Don’t drink too much.
And if you hear someone screaming in the woods, it’s just me. Don’t call the police.
3 thoughts on “Covid-19 Series, Entry #12”
Thank you. Very well said.
Thank you so much for all you do. Hang in there, and take good care of YOU. I’m sorry you feel thrown under the bus—but you HAVE BEEN. Stay strong. Hopefully tomorrow’s election results will allow us to begin the journey we SHOULD have been on in February and March of this year. God bless you!
I am so demoralized by the lack of national (and largely regional) reasonable response to something that I never thought I would see in my lifetime. (Didn’t the 1918 flu pandemic and polio actually teach us anything?) I accidentally started down an empty hall today without a surgical mask on (like it was 2019, for Pete’s sake!) and promptly bolted back to the office to rectify my error. I don’t hug my kids or my mother. Hell, I stay 6 feet away from my own husband in my own home most of the time because I don’t want to bring it home to him. We are also seeing patients who are dying from “deaths of despair” from being so isolated from their loved ones because they are quarantined in nursing facilities and have been kept in “solitary confinement” for so long. Medical professionals are succumbing to the physical and mental fall-out of this nasty thing, some even taking their own lives.

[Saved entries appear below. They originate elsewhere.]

use async_trait::async_trait;
use axum::{
    extract::FromRequestParts,
    http::{HeaderMap, StatusCode, header, request::Parts},
};
use jsonwebtoken::{Algorithm, DecodingKey, Validation, decode, errors::ErrorKind};
use serde::{Deserialize, Serialize};
use std::{collections::HashMap, sync::Arc};

use crate::config::{AppConfig, Env, IdentityConfig};

/// Cookie in which the identity provider stores the session token for browser requests.
pub const SESSION_COOKIE: &str = "__session";

/// Development-only header accepted in `Env::Local` instead of a signed token.
pub const LOCAL_BYPASS_HEADER: &str = "x-user-email";

/// Claims
///
/// Payload of a session token issued by the identity provider.
#[derive(Debug, Clone, Serialize, Deserialize)]
pub struct Claims {
    /// Provider-side user identifier.
    pub sub: String,
    /// Primary email of the signed-in user, absent for some sign-in methods.
    #[serde(default)]
    pub email: Option<String>,
    pub exp: usize,
    pub iat: usize,
}

/// Session
///
/// A validated session: who is signed in and under which email. This is all the
/// application consumes from the identity provider.
#[derive(Debug, Clone, PartialEq)]
pub struct Session {
    pub user_id: String,
    pub email: Option<String>,
}

impl From<Claims> for Session {
    fn from(claims: Claims) -> Self {
        Self {
            user_id: claims.sub,
            email: claims.email,
        }
    }
}

// 1. IdentityProvider Contract
/// IdentityProvider
///
/// Answers "is this token a valid session, and for whom". Sign-in and token issuance
/// happen entirely on the provider's side.
#[async_trait]
pub trait IdentityProvider: Send + Sync {
    async fn verify_session(&self, token: &str) -> Option<Session>;
}

/// IdentityState
///
/// The concrete type used to share the identity provider across the application state.
pub type IdentityState = Arc<dyn IdentityProvider>;

// 2. Signed-token verification
/// JwtIdentityProvider
///
/// Verifies provider-issued JWTs locally: RS256 against the provider's public key
/// when configured, HS256 against a shared secret otherwise. Expiry is always checked.
#[derive(Clone)]
pub struct JwtIdentityProvider {
    decoding_key: DecodingKey,
    validation: Validation,
}

impl JwtIdentityProvider {
    pub fn from_secret(secret: &str) -> Self {
        let mut validation = Validation::new(Algorithm::HS256);
        validation.validate_exp = true;
        Self {
            decoding_key: DecodingKey::from_secret(secret.as_bytes()),
            validation,
        }
    }

    pub fn from_rsa_pem(pem: &str) -> Result<Self, jsonwebtoken::errors::Error> {
        let mut validation = Validation::new(Algorithm::RS256);
        validation.validate_exp = true;
        Ok(Self {
            decoding_key: DecodingKey::from_rsa_pem(pem.as_bytes())?,
            validation,
        })
    }

    pub fn from_config(config: &IdentityConfig) -> Result<Self, jsonwebtoken::errors::Error> {
        match &config.jwt_public_key_pem {
            Some(pem) => Self::from_rsa_pem(pem),
            None => Ok(Self::from_secret(&config.jwt_secret)),
        }
    }
}

#[async_trait]
impl IdentityProvider for JwtIdentityProvider {
    async fn verify_session(&self, token: &str) -> Option<Session> {
        match decode::<Claims>(token, &self.decoding_key, &self.validation) {
            Ok(data) => Some(data.claims.into()),
            Err(e) => {
                match e.kind() {
                    ErrorKind::ExpiredSignature => tracing::debug!("session token expired"),
                    _ => tracing::debug!(error = %e, "session token rejected"),
                }
                None
            }
        }
    }
}

// 3. The Mock Implementation (For Tests)
/// MockIdentityProvider
///
/// Maps opaque token strings to sessions.
#[derive(Clone, Default)]
pub struct MockIdentityProvider {
    sessions: HashMap<String, Session>,
}

impl MockIdentityProvider {
    pub fn new() -> Self {
        Self::default()
    }

    pub fn with_session(mut self, token: &str, user_id: &str, email: Option<&str>) -> Self {
        self.sessions.insert(
            token.to_string(),
            Session {
                user_id: user_id.to_string(),
                email: email.map(str::to_string),
            },
        );
        self
    }
}

#[async_trait]
impl IdentityProvider for MockIdentityProvider {
    async fn verify_session(&self, token: &str) -> Option<Session> {
        self.sessions.get(token).cloned()
    }
}

// --- Token extraction ---

/// Finds the session token: the `Authorization: Bearer` header first, then the
/// `__session` cookie.
pub fn session_token(headers: &HeaderMap) -> Option<&str> {
    let bearer = headers
        .get(header::AUTHORIZATION)
        .and_then(|value| value.to_str().ok())
        .and_then(|value| value.strip_prefix("Bearer "))
        .map(str::trim)
        .filter(|token| !token.is_empty());

    bearer.or_else(|| cookie_value(headers, SESSION_COOKIE))
}

fn cookie_value<'a>(headers: &'a HeaderMap, name: &str) -> Option<&'a str> {
    headers
        .get_all(header::COOKIE)
        .iter()
        .filter_map(|value| value.to_str().ok())
        .flat_map(|value| value.split(';'))
        .filter_map(|pair| pair.trim().split_once('='))
        .find(|(key, value)| *key == name && !value.is_empty())
        .map(|(_, value)| value)
}

/// resolve_session
///
/// Resolves the caller's session from request headers, delegating the credential
/// check to the identity provider.
///
/// With `APP_ENV=local` set explicitly, an `x-user-email` header stands in for a
/// session so the back-office can be exercised without the provider. It is ignored
/// in production and when APP_ENV is unset or unknown.
pub async fn resolve_session(
    identity: &dyn IdentityProvider,
    config: &AppConfig,
    headers: &HeaderMap,
) -> Option<Session> {
    if config.env == Env::Local && config.local_session_bypass {
        if let Some(email) = headers
            .get(LOCAL_BYPASS_HEADER)
            .and_then(|value| value.to_str().ok())
            .filter(|email| !email.is_empty())
        {
            return Some(Session {
                user_id: format!("local:{}", email),
                email: Some(email.to_string()),
            });
        }
    }

    let token = session_token(headers)?;
    identity.verify_session(token).await
}

/// Session Extractor Implementation
///
/// The access gate resolves the session once and stores it in the request
/// extensions; handlers take `Session` as an argument to read it back.
///
/// Rejection: `401 Unauthorized` when the gate did not attach a session.
impl<S> FromRequestParts<S> for Session
where
    S: Send + Sync,
{
    type Rejection = StatusCode;

    async fn from_request_parts(parts: &mut Parts, _state: &S) -> Result<Self, Self::Rejection> {
        parts
            .extensions
            .get::<Session>()
            .cloned()
            .ok_or(StatusCode::UNAUTHORIZED)
    }
}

I think we have tipped over into uncontrolled spread in at least parts of Kansas based on some figures that I have been seeing. Meanwhile, my agency and I are sourcing PPE like we were squirrels gathering nuts for the winter and have insane conversations about how to keep patients, families, and staff from adding to the problem. (Have you ever had to have a conversation at a task force videoconference that still meets 3 times a week–it was daily initially–about whether we need to look into taking the cranks off of windows to prevent desperate family members from taking off the window screens and trying to squeeze through a window small enough that you could barely get a chihuahua through? I have. Try the one about which family member got excluded from anything other than a 30-minute porch visit to their actively-dying relative because you have too many people in your family to fit into the visitor restriction–that’s a super fun one.)
But the lack of a coordinated response to one of the most challenging public health problems of our lives PALES compared with the active OPPOSITION that health care workers, public health officials, and mask-supporting government officials are facing. It took a while for the virus to hit middle America in a big way, but it is here. And I do not know how much more sad I have in me. (There are some woods near our south inpatient facility–let me know when you’re coming to scream and I’ll join you.)